_Task details_
Bring together copies of the lines in the data below that contain the word "info".

_Records from a data collection_

——

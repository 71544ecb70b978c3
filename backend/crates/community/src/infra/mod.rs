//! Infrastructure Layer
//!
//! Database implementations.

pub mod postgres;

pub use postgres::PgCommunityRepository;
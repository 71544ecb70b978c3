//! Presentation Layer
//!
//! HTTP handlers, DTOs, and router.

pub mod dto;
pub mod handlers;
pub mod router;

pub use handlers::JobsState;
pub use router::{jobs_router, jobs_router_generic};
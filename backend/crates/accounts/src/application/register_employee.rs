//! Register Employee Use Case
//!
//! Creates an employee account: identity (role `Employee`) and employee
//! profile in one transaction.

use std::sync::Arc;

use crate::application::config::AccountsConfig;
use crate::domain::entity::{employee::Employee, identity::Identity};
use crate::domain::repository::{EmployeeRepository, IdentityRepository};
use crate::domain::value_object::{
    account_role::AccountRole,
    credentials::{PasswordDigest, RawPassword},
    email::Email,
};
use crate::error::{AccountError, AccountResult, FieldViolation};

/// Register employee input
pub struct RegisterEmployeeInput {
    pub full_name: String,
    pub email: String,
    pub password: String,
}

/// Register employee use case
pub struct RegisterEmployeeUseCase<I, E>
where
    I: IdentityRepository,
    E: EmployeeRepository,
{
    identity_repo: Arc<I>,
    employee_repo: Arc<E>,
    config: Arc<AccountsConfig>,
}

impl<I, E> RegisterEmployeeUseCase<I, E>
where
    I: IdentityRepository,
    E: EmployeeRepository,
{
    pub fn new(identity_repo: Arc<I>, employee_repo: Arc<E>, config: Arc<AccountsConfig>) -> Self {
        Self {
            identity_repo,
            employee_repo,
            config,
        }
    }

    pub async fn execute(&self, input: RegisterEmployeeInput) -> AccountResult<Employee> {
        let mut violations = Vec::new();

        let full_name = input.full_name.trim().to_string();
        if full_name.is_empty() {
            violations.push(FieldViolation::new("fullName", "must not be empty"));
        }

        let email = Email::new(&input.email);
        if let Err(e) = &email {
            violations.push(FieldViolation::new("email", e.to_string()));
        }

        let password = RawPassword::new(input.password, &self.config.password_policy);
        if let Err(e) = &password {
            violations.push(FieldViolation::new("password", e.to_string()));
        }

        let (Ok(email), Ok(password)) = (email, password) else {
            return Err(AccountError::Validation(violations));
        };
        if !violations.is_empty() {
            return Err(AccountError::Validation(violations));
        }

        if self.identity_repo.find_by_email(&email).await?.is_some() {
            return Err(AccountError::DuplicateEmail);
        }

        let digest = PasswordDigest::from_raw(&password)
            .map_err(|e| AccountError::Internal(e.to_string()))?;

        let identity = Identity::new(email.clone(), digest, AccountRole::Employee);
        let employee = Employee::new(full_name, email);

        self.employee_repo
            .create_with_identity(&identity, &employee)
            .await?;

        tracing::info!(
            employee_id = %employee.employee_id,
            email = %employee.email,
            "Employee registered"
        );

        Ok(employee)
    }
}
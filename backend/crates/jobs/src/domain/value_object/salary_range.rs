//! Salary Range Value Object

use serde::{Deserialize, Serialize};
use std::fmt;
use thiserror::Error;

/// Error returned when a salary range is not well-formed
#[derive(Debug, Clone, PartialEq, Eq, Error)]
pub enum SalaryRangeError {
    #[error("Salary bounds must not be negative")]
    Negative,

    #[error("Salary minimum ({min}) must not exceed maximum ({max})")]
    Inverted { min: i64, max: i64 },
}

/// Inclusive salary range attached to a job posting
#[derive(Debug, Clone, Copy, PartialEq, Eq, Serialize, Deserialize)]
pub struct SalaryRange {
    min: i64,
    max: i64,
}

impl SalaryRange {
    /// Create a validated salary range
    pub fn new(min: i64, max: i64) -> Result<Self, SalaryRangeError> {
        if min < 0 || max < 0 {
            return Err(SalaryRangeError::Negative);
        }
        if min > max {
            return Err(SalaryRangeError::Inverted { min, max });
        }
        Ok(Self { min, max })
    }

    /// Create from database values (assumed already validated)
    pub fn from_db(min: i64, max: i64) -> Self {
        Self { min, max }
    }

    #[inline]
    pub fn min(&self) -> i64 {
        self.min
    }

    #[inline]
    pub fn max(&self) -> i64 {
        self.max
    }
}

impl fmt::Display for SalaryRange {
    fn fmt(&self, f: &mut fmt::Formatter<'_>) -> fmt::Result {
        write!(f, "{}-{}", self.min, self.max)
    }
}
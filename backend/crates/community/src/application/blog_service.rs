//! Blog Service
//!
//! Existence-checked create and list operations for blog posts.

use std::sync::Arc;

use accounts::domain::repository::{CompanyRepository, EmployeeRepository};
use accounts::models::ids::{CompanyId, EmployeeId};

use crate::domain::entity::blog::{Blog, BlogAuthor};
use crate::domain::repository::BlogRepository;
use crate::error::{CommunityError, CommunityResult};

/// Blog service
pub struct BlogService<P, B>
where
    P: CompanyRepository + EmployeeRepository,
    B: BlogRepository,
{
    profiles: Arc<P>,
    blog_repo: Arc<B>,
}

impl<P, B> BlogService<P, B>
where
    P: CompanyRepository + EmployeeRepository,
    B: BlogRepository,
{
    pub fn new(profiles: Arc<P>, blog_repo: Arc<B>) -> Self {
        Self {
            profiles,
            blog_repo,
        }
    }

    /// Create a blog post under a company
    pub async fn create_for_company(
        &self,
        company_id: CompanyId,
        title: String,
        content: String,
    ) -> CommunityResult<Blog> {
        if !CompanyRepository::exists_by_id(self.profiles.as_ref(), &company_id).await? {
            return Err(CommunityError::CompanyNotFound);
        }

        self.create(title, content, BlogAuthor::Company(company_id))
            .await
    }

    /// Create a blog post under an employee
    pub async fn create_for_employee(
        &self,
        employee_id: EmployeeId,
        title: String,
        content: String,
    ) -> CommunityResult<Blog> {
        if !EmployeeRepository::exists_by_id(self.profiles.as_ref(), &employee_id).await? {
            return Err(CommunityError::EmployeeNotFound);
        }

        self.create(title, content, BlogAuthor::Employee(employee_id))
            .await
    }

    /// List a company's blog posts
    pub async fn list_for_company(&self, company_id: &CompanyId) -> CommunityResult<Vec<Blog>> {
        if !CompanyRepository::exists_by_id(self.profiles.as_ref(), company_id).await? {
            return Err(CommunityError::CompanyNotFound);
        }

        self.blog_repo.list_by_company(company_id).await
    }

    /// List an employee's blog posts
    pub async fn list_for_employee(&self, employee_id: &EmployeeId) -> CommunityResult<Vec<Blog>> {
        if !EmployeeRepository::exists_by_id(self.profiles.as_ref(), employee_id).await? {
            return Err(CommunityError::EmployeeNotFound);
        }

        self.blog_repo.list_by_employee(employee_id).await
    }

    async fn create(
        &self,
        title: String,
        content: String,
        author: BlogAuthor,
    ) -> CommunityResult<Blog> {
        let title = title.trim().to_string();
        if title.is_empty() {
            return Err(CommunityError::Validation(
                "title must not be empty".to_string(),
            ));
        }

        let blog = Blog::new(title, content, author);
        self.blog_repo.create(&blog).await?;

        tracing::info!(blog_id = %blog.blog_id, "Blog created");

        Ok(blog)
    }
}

——

_Result for this exercise_
        tracing::info!(
        tracing::info!(blog_id = %blog.blog_id, "Blog created");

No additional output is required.